L’hyperglycémie, définie dans une étude comme 2 épisodes ou plus soit d’une glycémie à jeun de 126 mg/dL, soit d’une lecture aléatoire de 200 mg/dL, ou plus, s’est avérée être un fort prédicteur de mortalité à l’hôpital1. Des études comme celle-ci et d’autres qui ont fait état de changements dans les résultats des patients, secondaires au contrôle des concentrations de glucose périopératoires, ont incité à renforcer la surveillance de la glycémie dans le cadre des soins aigus. En particulier, l’essai monocentrique d’insulinothérapie intensive mené par le groupe du Dr Van den Berghe2 a fait état d’une réduction de la mortalité (8 contre 4,6 % à 12 mois) et de la morbidité dans une population d’unités de soins intensifs chirurgicales dominée par des patients en chirurgie cardiaque. Cette étude a comparé le contrôle de la glycémie entre 80 et 110 mg/dL à un groupe de traitement conventionnel (début des perfusions d’insuline lorsque la glycémie était supérieure à 215 mg/dL). En fin de compte, cette étude s’est avérée avoir des limites, mais elle a été créditée du lancement de la vague d’algorithmes de contrôle strict de la glycémie dans les unités de soins intensifs, qui semblait prête à englober la gestion de la glycémie peropératoire.

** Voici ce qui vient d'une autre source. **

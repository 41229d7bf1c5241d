//! Vaultline Core Library
//!
//! Client-side core of a hosted password vault: the credential entry model,
//! the entry store contract and its backends, the vault view with search and
//! local-state reduction, and the auth gate deciding between the login
//! screen and the vault.

pub mod auth;
pub mod card;
pub mod config;
pub mod demo;
pub mod entry;
pub mod form;
pub mod generator;
mod http;
pub mod platform;
pub mod session;
pub mod store;
pub mod vault;

pub use auth::{AuthGate, AuthProvider, AuthState, Credentials, MemoryAuth, RemoteAuth, Screen};
pub use card::EntryCard;
pub use config::{BackendConfig, Config, DeletePolicy};
pub use entry::{CredentialEntry, EntryId, EntryPatch, NewEntry, PrincipalId};
pub use form::EntryForm;
pub use generator::{generate_passphrase, generate_password, PasswordGeneratorConfig};
pub use platform::{get_config_dir, get_default_config_path, get_session_path};
pub use session::{Session, SessionFile, SessionSlot};
pub use store::{EntryStore, MemoryEntryStore, RemoteEntryStore};
pub use vault::{filter_entries, reduce, EmptyState, Notice, NoticeLevel, VaultAction, VaultView};

use thiserror::Error;

/// Result type for vault operations
pub type Result<T> = std::result::Result<T, VaultError>;

/// General error type for vault operations
#[derive(Error, Debug)]
pub enum VaultError {
    #[error("Authentication required")]
    AuthenticationRequired,

    #[error("Authentication failed: {0}")]
    AuthenticationFailed(String),

    #[error("Invalid input: {0}")]
    Validation(String),

    #[error("Not found: {0}")]
    NotFound(String),

    #[error("Store unavailable: {0}")]
    StoreUnavailable(String),

    #[error("Configuration error: {0}")]
    Config(String),

    #[error("IO error: {0}")]
    Io(#[from] std::io::Error),
}

impl VaultError {
    /// Whether the caller may reasonably retry the operation as-is.
    pub fn is_retryable(&self) -> bool {
        matches!(self, VaultError::StoreUnavailable(_))
    }
}
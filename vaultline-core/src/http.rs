//! Shared HTTP plumbing for the backend clients.

use crate::config::BackendConfig;
use crate::{Result, VaultError};
use reqwest::{Response, StatusCode};
use std::time::Duration;

pub(crate) fn build_client(config: &BackendConfig) -> Result<reqwest::Client> {
    let mut builder = reqwest::Client::builder();
    if let Some(secs) = config.request_timeout_secs {
        builder = builder.timeout(Duration::from_secs(secs));
    }

    builder
        .build()
        .map_err(|e| VaultError::Config(format!("Failed to build HTTP client: {}", e)))
}

pub(crate) fn transport_error(e: reqwest::Error) -> VaultError {
    VaultError::StoreUnavailable(e.to_string())
}

/// Pass successful responses through; map the rest onto the error taxonomy.
pub(crate) async fn check_status(resp: Response) -> Result<Response> {
    let status = resp.status();
    if status.is_success() {
        return Ok(resp);
    }

    let body = resp.text().await.unwrap_or_else(|_| "unknown".to_string());
    Err(status_error(status, &body))
}

pub(crate) fn status_error(status: StatusCode, body: &str) -> VaultError {
    match status {
        StatusCode::UNAUTHORIZED | StatusCode::FORBIDDEN => VaultError::AuthenticationRequired,
        _ => VaultError::StoreUnavailable(format!("Backend error {}: {}", status, body)),
    }
}
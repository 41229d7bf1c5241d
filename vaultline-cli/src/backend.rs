//! Wiring of the auth gate and entry store for one CLI invocation.

use anyhow::{Context, Result};
use std::path::Path;
use std::sync::Arc;
use vaultline_core::demo::{demo_backend, DEMO_EMAIL, DEMO_PASSWORD};
use vaultline_core::{
    get_default_config_path, get_session_path, AuthGate, Config, Credentials, EntryStore,
    RemoteAuth, RemoteEntryStore, SessionFile, SessionSlot, VaultView,
};

pub struct Backend {
    pub gate: AuthGate,
    store: Arc<dyn EntryStore>,
}

impl Backend {
    /// Hosted backend described by the config file and environment.
    pub async fn connect(config_path: Option<&Path>) -> Result<Self> {
        let config = Config::load_or_default(config_path)?;
        let shown_path = config_path
            .map(Path::to_path_buf)
            .unwrap_or_else(get_default_config_path);

        let slot = SessionSlot::new();
        let auth = RemoteAuth::new(config.backend.clone())
            .with_context(|| {
                format!(
                    "Backend not configured; set VAULTLINE_URL and VAULTLINE_ANON_KEY or edit {}",
                    shown_path.display()
                )
            })?
            .with_session_file(SessionFile::new(get_session_path()));
        let store = RemoteEntryStore::new(config.backend, slot.clone())?;

        let gate = AuthGate::resolve(Arc::new(auth), slot).await;
        Ok(Self {
            gate,
            store: Arc::new(store),
        })
    }

    /// In-memory backend with sample data, already signed in.
    pub async fn demo() -> Result<Self> {
        let slot = SessionSlot::new();
        let (auth, store) = demo_backend(slot.clone());

        let mut gate = AuthGate::resolve(Arc::new(auth), slot).await;
        gate.login(&Credentials::new(DEMO_EMAIL, DEMO_PASSWORD))
            .await
            .context("Demo login failed")?;

        Ok(Self {
            gate,
            store: Arc::new(store),
        })
    }

    /// Loaded vault view for the signed-in principal.
    pub async fn open_vault(&self) -> Result<VaultView> {
        if !self.gate.is_authenticated() {
            anyhow::bail!("Not signed in. Run `vaultline login` first.");
        }

        let mut view = VaultView::new(Arc::clone(&self.store));
        let loaded = view.load().await;
        crate::output::print_notices(&mut view);
        loaded?;
        Ok(view)
    }
}
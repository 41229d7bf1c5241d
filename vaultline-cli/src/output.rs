use anyhow::{bail, Result};
use std::io::{self, BufRead, Write};
use vaultline_core::{
    CredentialEntry, EmptyState, EntryCard, EntryId, NoticeLevel, VaultView,
};

/// Print and drain pending notices. Errors go to stderr.
pub fn print_notices(view: &mut VaultView) {
    for notice in view.take_notices() {
        match notice.level {
            NoticeLevel::Success => println!("✓ {}: {}", notice.title, notice.description),
            NoticeLevel::Error => eprintln!("✗ {}: {}", notice.title, notice.description),
        }
    }
}

pub fn print_entries(view: &VaultView, reveal: bool) {
    let shown = view.filtered();
    if shown.is_empty() {
        match view.empty_state() {
            Some(EmptyState::NoMatches { query }) if !query.is_empty() => {
                println!("No passwords found matching \"{}\".", query)
            }
            Some(EmptyState::NoMatches { .. }) => println!("No passwords match the filters."),
            _ => println!("No passwords yet. Add one with `vaultline add`."),
        }
        return;
    }

    for entry in shown {
        println!("{}\n", EntryCard::new(entry).reveal(reveal));
    }
}

pub fn print_categories(view: &VaultView) {
    let categories = view.categories();
    if categories.is_empty() {
        println!("No categories yet.");
    }
    for category in categories {
        println!("{}", category);
    }
}

/// Resolve a full id or an unambiguous id prefix against the loaded entries.
pub fn find_entry<'a>(view: &'a VaultView, id: &str) -> Result<&'a CredentialEntry> {
    if let Some(entry) = view.find(&EntryId::new(id)) {
        return Ok(entry);
    }

    let mut candidates = view
        .entries()
        .iter()
        .filter(|e| e.id.as_str().starts_with(id));
    match (candidates.next(), candidates.next()) {
        (Some(entry), None) => Ok(entry),
        (Some(_), Some(_)) => bail!("Id prefix '{}' matches more than one entry", id),
        (None, _) => bail!("No entry with id '{}'", id),
    }
}

pub fn confirm(question: &str) -> Result<bool> {
    print!("{} [y/N] ", question);
    io::stdout().flush()?;

    let mut answer = String::new();
    io::stdin().lock().read_line(&mut answer)?;
    Ok(matches!(answer.trim(), "y" | "Y" | "yes"))
}

pub fn prompt_line(label: &str) -> Result<String> {
    print!("{}: ", label);
    io::stdout().flush()?;

    let mut line = String::new();
    io::stdin().lock().read_line(&mut line)?;
    Ok(line.trim().to_string())
}
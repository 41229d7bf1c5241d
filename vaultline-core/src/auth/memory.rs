//! In-process auth provider for demo mode and tests.

use super::{AuthProvider, Credentials};
use crate::entry::PrincipalId;
use crate::session::Session;
use crate::{Result, VaultError};
use async_trait::async_trait;
use std::collections::HashMap;
use std::sync::Mutex;
use uuid::Uuid;

struct Account {
    password: String,
    principal_id: PrincipalId,
}

/// Accounts held in a map keyed by lowercase email.
#[derive(Default)]
pub struct MemoryAuth {
    accounts: Mutex<HashMap<String, Account>>,
    restored: Option<Session>,
}

impl MemoryAuth {
    pub fn new() -> Self {
        Self::default()
    }

    pub fn with_account(self, email: &str, password: &str) -> Self {
        self.with_principal(email, password, PrincipalId::new(Uuid::new_v4().to_string()))
    }

    /// Account with a fixed principal, e.g. the owner of seeded demo data.
    pub fn with_principal(self, email: &str, password: &str, principal_id: PrincipalId) -> Self {
        if let Ok(mut accounts) = self.accounts.lock() {
            accounts.insert(
                email.trim().to_lowercase(),
                Account {
                    password: password.to_string(),
                    principal_id,
                },
            );
        }
        self
    }

    /// Session reported by the initial check.
    pub fn with_restored(mut self, session: Session) -> Self {
        self.restored = Some(session);
        self
    }

    fn issue(email: &str, principal_id: PrincipalId) -> Session {
        let mut session = Session::new(principal_id, Uuid::new_v4().to_string());
        session.email = Some(email.to_string());
        session
    }
}

#[async_trait]
impl AuthProvider for MemoryAuth {
    async fn restore(&self) -> Result<Option<Session>> {
        Ok(self.restored.clone())
    }

    async fn sign_in(&self, credentials: &Credentials) -> Result<Session> {
        let email = credentials.email.trim().to_lowercase();
        let accounts = self
            .accounts
            .lock()
            .map_err(|_| VaultError::StoreUnavailable("account table lock poisoned".to_string()))?;

        match accounts.get(&email) {
            Some(account) if account.password == credentials.password => {
                Ok(Self::issue(&email, account.principal_id.clone()))
            }
            _ => Err(VaultError::AuthenticationFailed(
                "Invalid login credentials".to_string(),
            )),
        }
    }

    async fn sign_up(&self, credentials: &Credentials) -> Result<Session> {
        let email = credentials.email.trim().to_lowercase();
        let mut accounts = self
            .accounts
            .lock()
            .map_err(|_| VaultError::StoreUnavailable("account table lock poisoned".to_string()))?;

        if accounts.contains_key(&email) {
            return Err(VaultError::AuthenticationFailed(
                "User already registered".to_string(),
            ));
        }

        let principal_id = PrincipalId::new(Uuid::new_v4().to_string());
        accounts.insert(
            email.clone(),
            Account {
                password: credentials.password.clone(),
                principal_id: principal_id.clone(),
            },
        );
        Ok(Self::issue(&email, principal_id))
    }

    async fn sign_out(&self, _session: &Session) -> Result<()> {
        Ok(())
    }
}

#[cfg(test)]
mod tests {
    use super::*;

    #[tokio::test]
    async fn test_email_is_case_insensitive() {
        let auth = MemoryAuth::new().with_account("Alice@Example.com", "pw");
        let session = auth
            .sign_in(&Credentials::new("alice@example.COM", "pw"))
            .await
            .unwrap();
        assert_eq!(session.email.as_deref(), Some("alice@example.com"));
    }

    #[tokio::test]
    async fn test_duplicate_sign_up_fails() {
        let auth = MemoryAuth::new().with_account("alice@example.com", "pw");
        let result = auth
            .sign_up(&Credentials::new("alice@example.com", "other"))
            .await;
        assert!(matches!(result, Err(VaultError::AuthenticationFailed(_))));
    }

    #[tokio::test]
    async fn test_fixed_principal_is_reported() {
        let auth = MemoryAuth::new().with_principal("demo@example.com", "demo", PrincipalId::new("demo"));
        let session = auth
            .sign_in(&Credentials::new("demo@example.com", "demo"))
            .await
            .unwrap();
        assert_eq!(session.principal_id.as_str(), "demo");
    }
}
//! Credential entry model: the stored record, its creation payload and
//! partial updates.

use crate::{Result, VaultError};
use chrono::{DateTime, Utc};
use serde::{Deserialize, Serialize};
use std::fmt;
use uuid::Uuid;

/// Opaque identifier of a stored entry, assigned by the store.
#[derive(Debug, Clone, PartialEq, Eq, Hash, Serialize, Deserialize)]
#[serde(transparent)]
pub struct EntryId(String);

impl EntryId {
    pub fn new(id: impl Into<String>) -> Self {
        Self(id.into())
    }

    /// Fresh random identifier for stores that assign ids locally.
    pub fn generate() -> Self {
        Self(Uuid::new_v4().to_string())
    }

    pub fn as_str(&self) -> &str {
        &self.0
    }
}

impl fmt::Display for EntryId {
    fn fmt(&self, f: &mut fmt::Formatter<'_>) -> fmt::Result {
        f.write_str(&self.0)
    }
}

/// Identifier of the authenticated user owning a set of entries.
#[derive(Debug, Clone, PartialEq, Eq, Hash, Serialize, Deserialize)]
#[serde(transparent)]
pub struct PrincipalId(String);

impl PrincipalId {
    pub fn new(id: impl Into<String>) -> Self {
        Self(id.into())
    }

    pub fn as_str(&self) -> &str {
        &self.0
    }
}

impl fmt::Display for PrincipalId {
    fn fmt(&self, f: &mut fmt::Formatter<'_>) -> fmt::Result {
        f.write_str(&self.0)
    }
}

/// A stored credential
#[derive(Debug, Clone, PartialEq, Serialize, Deserialize)]
pub struct CredentialEntry {
    pub id: EntryId,
    pub owner_id: PrincipalId,
    pub title: String,
    pub username: String,
    pub password: String,
    pub url: Option<String>,
    pub notes: Option<String>,
    pub category: Option<String>,
    pub favorite: bool,
    pub created_at: DateTime<Utc>,
    pub updated_at: DateTime<Utc>,
    pub last_used_at: Option<DateTime<Utc>>,
}

/// Fields supplied when adding an entry
#[derive(Debug, Clone, Default, PartialEq, Serialize, Deserialize)]
pub struct NewEntry {
    pub title: String,
    pub username: String,
    pub password: String,
    pub url: Option<String>,
    pub notes: Option<String>,
    pub category: Option<String>,
    pub favorite: bool,
}

impl NewEntry {
    pub fn new(
        title: impl Into<String>,
        username: impl Into<String>,
        password: impl Into<String>,
    ) -> Self {
        Self {
            title: title.into(),
            username: username.into(),
            password: password.into(),
            ..Self::default()
        }
    }

    pub fn with_url(mut self, url: impl Into<String>) -> Self {
        self.url = Some(url.into());
        self
    }

    pub fn with_notes(mut self, notes: impl Into<String>) -> Self {
        self.notes = Some(notes.into());
        self
    }

    pub fn with_category(mut self, category: impl Into<String>) -> Self {
        self.category = Some(category.into());
        self
    }

    pub fn with_favorite(mut self, favorite: bool) -> Self {
        self.favorite = favorite;
        self
    }

    /// Check required fields and normalize the optional ones.
    ///
    /// Title and username are trimmed; the password is kept verbatim but must
    /// contain something other than whitespace. Blank optional fields become
    /// `None`.
    pub fn validate(self) -> Result<Self> {
        let title = required("title", self.title)?;
        let username = required("username", self.username)?;
        if self.password.trim().is_empty() {
            return Err(VaultError::Validation("password is required".to_string()));
        }

        Ok(Self {
            title,
            username,
            password: self.password,
            url: optional(self.url),
            notes: optional(self.notes),
            category: optional(self.category),
            favorite: self.favorite,
        })
    }
}

/// Partial update of an entry. `None` leaves a field unchanged; for the
/// optional text fields `Some(None)` clears the value.
#[derive(Debug, Clone, Default, PartialEq, Serialize, Deserialize)]
pub struct EntryPatch {
    pub title: Option<String>,
    pub username: Option<String>,
    pub password: Option<String>,
    pub url: Option<Option<String>>,
    pub notes: Option<Option<String>>,
    pub category: Option<Option<String>>,
    pub favorite: Option<bool>,
}

impl EntryPatch {
    pub fn new() -> Self {
        Self::default()
    }

    pub fn title(mut self, title: impl Into<String>) -> Self {
        self.title = Some(title.into());
        self
    }

    pub fn username(mut self, username: impl Into<String>) -> Self {
        self.username = Some(username.into());
        self
    }

    pub fn password(mut self, password: impl Into<String>) -> Self {
        self.password = Some(password.into());
        self
    }

    pub fn url(mut self, url: Option<String>) -> Self {
        self.url = Some(url);
        self
    }

    pub fn notes(mut self, notes: Option<String>) -> Self {
        self.notes = Some(notes);
        self
    }

    pub fn category(mut self, category: Option<String>) -> Self {
        self.category = Some(category);
        self
    }

    pub fn favorite(mut self, favorite: bool) -> Self {
        self.favorite = Some(favorite);
        self
    }

    /// True when no field is supplied.
    pub fn is_empty(&self) -> bool {
        self.title.is_none()
            && self.username.is_none()
            && self.password.is_none()
            && self.url.is_none()
            && self.notes.is_none()
            && self.category.is_none()
            && self.favorite.is_none()
    }

    /// Same rules as [`NewEntry::validate`], applied to supplied fields only.
    pub fn validate(self) -> Result<Self> {
        let title = self.title.map(|t| required("title", t)).transpose()?;
        let username = self.username.map(|u| required("username", u)).transpose()?;
        if matches!(&self.password, Some(p) if p.trim().is_empty()) {
            return Err(VaultError::Validation("password is required".to_string()));
        }

        Ok(Self {
            title,
            username,
            password: self.password,
            url: self.url.map(optional),
            notes: self.notes.map(optional),
            category: self.category.map(optional),
            favorite: self.favorite,
        })
    }

    /// Apply supplied fields to `entry`. Timestamps are left to the caller.
    pub fn apply_to(&self, entry: &mut CredentialEntry) {
        if let Some(title) = &self.title {
            entry.title = title.clone();
        }
        if let Some(username) = &self.username {
            entry.username = username.clone();
        }
        if let Some(password) = &self.password {
            entry.password = password.clone();
        }
        if let Some(url) = &self.url {
            entry.url = url.clone();
        }
        if let Some(notes) = &self.notes {
            entry.notes = notes.clone();
        }
        if let Some(category) = &self.category {
            entry.category = category.clone();
        }
        if let Some(favorite) = self.favorite {
            entry.favorite = favorite;
        }
    }
}

fn required(field: &str, value: String) -> Result<String> {
    let trimmed = value.trim();
    if trimmed.is_empty() {
        return Err(VaultError::Validation(format!("{} is required", field)));
    }
    Ok(trimmed.to_string())
}

fn optional(value: Option<String>) -> Option<String> {
    value
        .map(|v| v.trim().to_string())
        .filter(|v| !v.is_empty())
}

#[cfg(test)]
mod tests {
    use super::*;

    fn sample_entry() -> CredentialEntry {
        let now = Utc::now();
        CredentialEntry {
            id: EntryId::new("e1"),
            owner_id: PrincipalId::new("alice"),
            title: "GitHub".to_string(),
            username: "alice".to_string(),
            password: "hunter2".to_string(),
            url: Some("github.com".to_string()),
            notes: None,
            category: Some("work".to_string()),
            favorite: false,
            created_at: now,
            updated_at: now,
            last_used_at: None,
        }
    }

    #[test]
    fn test_new_entry_requires_title() {
        let result = NewEntry::new("   ", "alice", "secret").validate();
        assert!(matches!(result, Err(VaultError::Validation(_))));
    }

    #[test]
    fn test_new_entry_requires_username_and_password() {
        assert!(NewEntry::new("Mail", "", "secret").validate().is_err());
        assert!(NewEntry::new("Mail", "bob", "").validate().is_err());
    }

    #[test]
    fn test_new_entry_normalizes_optional_fields() {
        let entry = NewEntry::new(" Mail ", "bob", " pass ")
            .with_url("  ")
            .with_notes(" note ")
            .validate()
            .unwrap();

        assert_eq!(entry.title, "Mail");
        assert_eq!(entry.password, " pass ");
        assert_eq!(entry.url, None);
        assert_eq!(entry.notes, Some("note".to_string()));
        assert_eq!(entry.category, None);
    }

    #[test]
    fn test_patch_rejects_blank_required_field() {
        let result = EntryPatch::new().title("").validate();
        assert!(matches!(result, Err(VaultError::Validation(_))));
    }

    #[test]
    fn test_empty_patch_changes_nothing() {
        let mut entry = sample_entry();
        let before = entry.clone();
        let patch = EntryPatch::new().validate().unwrap();
        assert!(patch.is_empty());

        patch.apply_to(&mut entry);
        assert_eq!(entry, before);
    }

    #[test]
    fn test_patch_applies_and_clears_fields() {
        let mut entry = sample_entry();
        EntryPatch::new()
            .title("GitHub Enterprise")
            .url(None)
            .favorite(true)
            .apply_to(&mut entry);

        assert_eq!(entry.title, "GitHub Enterprise");
        assert_eq!(entry.url, None);
        assert!(entry.favorite);
        assert_eq!(entry.category, Some("work".to_string()));
    }

    #[test]
    fn test_ids_serialize_transparently() {
        let json = serde_json::to_string(&EntryId::new("abc")).unwrap();
        assert_eq!(json, "\"abc\"");
        assert_ne!(EntryId::generate(), EntryId::generate());
    }
}
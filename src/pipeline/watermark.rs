//! Watermark detection and removal.
//!
//! ## Why frequency analysis?
//!
//! Extracted PDF text has no styling left — a "CONFIDENTIAL" stamp and a
//! chapter title are both plain lines. What distinguishes boilerplate
//! (headers, footers, draft stamps) is *repetition across pages*: a line that
//! reappears on most pages of a document is almost never content. Detection
//! therefore counts, for each normalised line, the number of pages it appears
//! on, and ranks the result.
//!
//! Three filters keep the candidate set meaningful:
//!
//! - digit-only lines are excluded (page numbers vary, and deleting every
//!   numeric line would be wrong anyway)
//! - lines shorter than 2 characters carry no signal
//! - lines longer than 60 characters are prose, not stamps
//!
//! Removal is a separate, caller-driven step: detection only *proposes*
//! candidates, the caller approves a set of phrases, and
//! [`remove_phrases`] strips matching lines. Approved phrases of length ≥ 3
//! also match as substrings of short lines, so `"Confidential"` catches
//! `"Confidential — do not distribute"` without a second approval round.

use std::collections::{HashMap, HashSet};

use serde::{Deserialize, Serialize};

use crate::pipeline::pages::{join_pages, normalize_line, split_pages};

/// Candidate phrase length window, in characters, after normalisation.
const MIN_PHRASE_CHARS: usize = 2;
const MAX_PHRASE_CHARS: usize = 60;

/// Substring removal only applies to approved phrases of at least this many
/// characters, and only against lines of at most [`MAX_SUBSTRING_LINE_CHARS`].
const MIN_SUBSTRING_PHRASE_CHARS: usize = 3;
const MAX_SUBSTRING_LINE_CHARS: usize = 120;

/// A normalised phrase and the number of pages it appears on.
#[derive(Debug, Clone, PartialEq, Eq, Serialize, Deserialize)]
pub struct WatermarkCandidate {
    /// Normalised line text.
    pub phrase: String,
    /// Number of pages the phrase appears on (at most once per page).
    pub pages: usize,
}

/// Rank all watermark candidates across `pages`.
///
/// For each page, the **set** of distinct normalised lines passing the
/// candidate filters contributes one count per line — duplicate occurrences
/// on the same page do not inflate the count, so `pages` never exceeds the
/// page count. Results are sorted by count descending, then phrase ascending
/// for a deterministic order.
pub fn detect_candidates(pages: &[&str]) -> Vec<WatermarkCandidate> {
    let mut counts: HashMap<String, usize> = HashMap::new();

    for page in pages {
        let mut seen: HashSet<String> = HashSet::new();
        for raw in page.lines() {
            let line = normalize_line(raw);
            if !is_candidate_line(&line) {
                continue;
            }
            seen.insert(line);
        }
        for line in seen {
            *counts.entry(line).or_insert(0) += 1;
        }
    }

    let mut ranked: Vec<WatermarkCandidate> = counts
        .into_iter()
        .map(|(phrase, pages)| WatermarkCandidate { phrase, pages })
        .collect();
    ranked.sort_by(|a, b| b.pages.cmp(&a.pages).then_with(|| a.phrase.cmp(&b.phrase)));
    ranked
}

/// Rank only the *strong* candidates: phrases appearing on at least
/// [`strong_threshold`] pages.
///
/// A document with a single page (or none) never yields strong candidates —
/// repetition across pages is undefined there.
pub fn strong_candidates(pages: &[&str]) -> Vec<WatermarkCandidate> {
    if pages.len() <= 1 {
        return Vec::new();
    }
    let threshold = strong_threshold(pages.len());
    detect_candidates(pages)
        .into_iter()
        .filter(|c| c.pages >= threshold)
        .collect()
}

/// Significance threshold for a strong candidate: `max(3, ceil(0.6 × n))`.
pub fn strong_threshold(page_count: usize) -> usize {
    (3 * page_count).div_ceil(5).max(3)
}

/// Strip every line matching an approved phrase from `text`.
///
/// A line is dropped when its normalised form exactly equals an approved
/// (normalised) phrase, or when an approved phrase of ≥ 3 characters occurs
/// as a substring of the line's normalised form and that form is at most
/// 120 characters long. The line-length cap keeps a short watermark fragment
/// from deleting long prose that merely contains it; within that cap the
/// substring rule is intentionally aggressive (see DESIGN.md).
///
/// Returns the input unchanged, byte for byte, when `approved` is empty or
/// normalises to nothing. Surviving lines keep their raw form and order;
/// pages rejoin with the page-break sentinel.
pub fn remove_phrases(text: &str, approved: &[String]) -> String {
    let phrases: Vec<String> = approved
        .iter()
        .map(|p| normalize_line(p))
        .filter(|p| !p.is_empty())
        .collect();
    if phrases.is_empty() {
        return text.to_string();
    }

    let cleaned: Vec<String> = split_pages(text)
        .iter()
        .map(|page| {
            page.lines()
                .filter(|raw| !line_matches(&normalize_line(raw), &phrases))
                .collect::<Vec<_>>()
                .join("\n")
        })
        .collect();
    join_pages(&cleaned)
}

/// Candidate filter: non-empty, 2–60 characters, not purely digits.
fn is_candidate_line(line: &str) -> bool {
    let chars = line.chars().count();
    if !(MIN_PHRASE_CHARS..=MAX_PHRASE_CHARS).contains(&chars) {
        return false;
    }
    !line.chars().all(|c| c.is_ascii_digit())
}

fn line_matches(line: &str, phrases: &[String]) -> bool {
    let line_chars = line.chars().count();
    phrases.iter().any(|phrase| {
        line == phrase
            || (phrase.chars().count() >= MIN_SUBSTRING_PHRASE_CHARS
                && line_chars <= MAX_SUBSTRING_LINE_CHARS
                && line.contains(phrase.as_str()))
    })
}

// ── Tests ────────────────────────────────────────────────────────────────────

Par la suite, une étude NICE-SUGAR plus vaste, multicentrique et multinationale, qui a été publiée en 20093, a étudié la mortalité chez les patients des unités de soins intensifs médicales et chirurgicales en comparant une cohorte avec un objectif glycémique serré de 81-108 mg/dL à un groupe d’objectifs conventionnels de <180 mg/dL. Les investigateurs de NICE-SUGAR ont signalé une augmentation de la mortalité dans le groupe d’insulinothérapie intense (27,5 % contre 24,9 % à 90 jours) et une incidence beaucoup plus élevée d’hypoglycémie. Le résultat final de ces publications et d’autres publications bien connues a été un examen plus approfondi des méthodes, de la précision et des interférences de la mesure de la glycémie à l’hôpital. En outre, les sociétés savantes et les organismes de réglementation ont assoupli les objectifs de la gestion de la glycémie en soins aigus. L’accord général porte sur un objectif de glycémie périopératoire <180 mg/dL et l’évitement de l’hypoglycémie.4

Il existe un certain nombre d’options pour mesurer la glycémie à l’hôpital, notamment le dispositif de laboratoire central (CLD), les machines à gaz du sang (BGM) et les dispositifs au point de service (POC). Dans l’environnement périopératoire, le système le plus couramment utilisé est le lecteur POC.5 Jusqu’à très récemment, ces lecteurs étaient exactement les mêmes appareils que ceux utilisés par les patients diabétiques pour mesurer leur glycémie à domicile. Bien qu’ils présentent des avantages distincts par rapport aux CLD et aux BGM, notamment l’utilisation d’un volume sanguin très faible (~5 microlitres), la rapidité de la mesure (~5 secondes pour le test) et leur faible coût (coût direct total ~0,75 $/test), ils sont loin d’être aussi précis que les mesures CLD. En outre, il existe un certain nombre d’interférences qui sont propres à ces compteurs.6 Cette revue présentera les profils de précision globale, les interférences courantes et la réglementation récente de ces glucomètres POC.

POC Meter Accuracy

Les glucomètres POC disponibles dans le commerce utilisent l’un des nombreux systèmes enzymatiques pour mesurer le glucose.5 Chaque technologie présente des avantages et des inconvénients, mais aucune n’approche la précision du CLD. En outre, un certain nombre de médicaments interfèrent avec leur précision (voir ci-dessous). Les appareils de mesure au PS utilisent le plus souvent du sang capillaire prélevé au bout du doigt, bien que du sang artériel ou veineux soit parfois utilisé. En comparaison, les échantillons de CLD et de BGM sont analysés systématiquement sur du sang artériel ou veineux. L’une des erreurs de mesure les plus courantes résulte de la dilution de l’échantillon par le liquide intraveineux ou le rinçage de la ligne artérielle. C’est ce que l’on appelle l’erreur pré-analytique, et les praticiens doivent veiller à ce que ce ne soit pas la cause de résultats de glucose étonnamment bas.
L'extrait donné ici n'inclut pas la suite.